Throughout, though, Sally was the wise one -- if not quite the adult -- and Don was the child.
The parent/child turnarounds also show that most of the relationships on the show are morphing:
Father/son, wife/husband, mother/son all beg for compare-and-contrast status. (Like the carousel that Ken brings up, going round and round.)
To introduce a non-family person, let me just
say that I dislike Megan’s agent. I know he’s supposed to be smarmy, but I hate the accent, the flamboyant gay stereotype, and the fact that he reports to Don on “their girl,”
in the same patronizing, sexist way that Betty’s shrink reported to Don that he was dealing with a child.

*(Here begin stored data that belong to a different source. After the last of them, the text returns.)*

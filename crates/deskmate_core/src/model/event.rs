//! Calendar event entity.
//!
//! # Invariants
//! - `end_at >= start_at`; drafts violating this never reach the backend.

use crate::model::{RowId, UserId};
use crate::validation::{require, ValidationError};
use chrono::{DateTime, NaiveDate, Utc};
use serde::{Deserialize, Serialize};

/// One row of the `events` table.
#[derive(Debug, Clone, PartialEq, Eq, Serialize, Deserialize)]
pub struct Event {
    pub id: RowId,
    pub user_id: UserId,
    pub title: String,
    #[serde(default)]
    pub description: String,
    pub start_at: DateTime<Utc>,
    pub end_at: DateTime<Utc>,
    #[serde(default)]
    pub location: String,
    pub created_at: DateTime<Utc>,
}

impl Event {
    /// Whether the event starts on `date` (UTC calendar day).
    pub fn starts_on(&self, date: NaiveDate) -> bool {
        self.start_at.date_naive() == date
    }
}

/// Insert payload for a new event. The store stamps `user_id`.
#[derive(Debug, Clone, PartialEq, Eq, Serialize)]
pub struct EventDraft {
    pub title: String,
    pub description: String,
    pub start_at: DateTime<Utc>,
    pub end_at: DateTime<Utc>,
    pub location: String,
}

impl EventDraft {
    pub fn new(title: impl Into<String>, start_at: DateTime<Utc>, end_at: DateTime<Utc>) -> Self {
        Self {
            title: title.into(),
            description: String::new(),
            start_at,
            end_at,
            location: String::new(),
        }
    }

    pub fn validate(&self) -> Result<(), ValidationError> {
        require("title", &self.title)?;
        if self.end_at < self.start_at {
            return Err(ValidationError::EndBeforeStart);
        }
        Ok(())
    }
}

This sets Don into action. He takes the same trip, essentially, that he did with
Sally, except this time to make things right with
Megan. He comes clean about his lying (although she still doesn’t know about Sylvia). But his handling of her fears of rejection was
obviously insensitive. (Most actors in Hollywood become suicidal messes at times.)
This time, Megan comes across as the clear-headed adult who didn’t need Don’s patronizing
paternalism. “Thanks for the advice, Daddy,” she says in a slapdown. She responds to his sudden honesty by telling him to go home. “This is the end,” she says, in a scene
that resonates with the complicated truths of real relationships and comes off as pitch-perfect.
Listening to Megan’s orders, Don heads “home.” But what is his home? Deep
within, he is a motherless, homeless child, a hobo “riding the rails,” to use Stan’s joke. His only pride comes from the agency that he built. So he goes back there.
After
the meeting with WRG (which of course was the job he should have taken if this were not a soap opera), he chooses not to knock on the door of temptation (the hooker) but instead goes to the door of
reinvention: Roger.
“I thought you were a BLT,” Roger tells Don, like the Roger of old. And strangely, he is attired in a smoking jacket to greet his hippie girlfriend.
As we all know, reinvention is rough. Throughout the episode, Don keeps looking at his Omega watch. This time, he is clearly no longer the alpha/omega of the office. Instead, he’s in The
Twilight Zone (Rod Serling was mentioned in the conversation with the agent), where Don's former protégé Peggy tells him he was not missed, and his replacement, Lou, in his tacky sweater
and even worse jokes, is the anti-Don.
Still, he has no idea how much his former colleagues at Sterling, Cooper will turn on him. But he seems to be willing to take all the humiliation, as
long as he gets a chance to rebuild.
The last few minutes, at the board meeting, were bravura. Joan reads the Draconian demands required of him for coming back: no drinking, follow the script
in presentations, no private meetings with clients, report to Lou. Recipe for disaster, much?
But the final one is the real killer: he is to sit in Lane’s old office. Lane is the dead
man who, in a Christ-like image, was found hanging on his door. Don cut him down.
These are crippling punishments, obviously meant to send him away. To everyone’s shock -- especially the
viewer’s -- Don says, “Okay.”
This is where his childhood grit comes in. He thinks he can outwit (he is a Whitman, after all) the hideous, soulless, Lou -- which he probably
can. He can make some strides in creative, although Jim, now Joan’s best friend, doesn’t value that, and wants a computer.
He is the Cheval Blanc.
So he will either be
reborn from the ashes of the dead man's office -- his new digs -- or go up in flames (like the previous references to Dante’s Inferno).
Only Don sees clearly how true the lyrics in the
Jimi Hendrix song, “If 6 was 9,” that was brilliantly used to close the episode, are:
“If the mountains fell in the sea
Let it be, it ain't me
Alright, 'cos I
got my own world to look through
And I ain't gonna copy you.”
He won’t be the only working parent in the family. My prediction: Betty gets a job.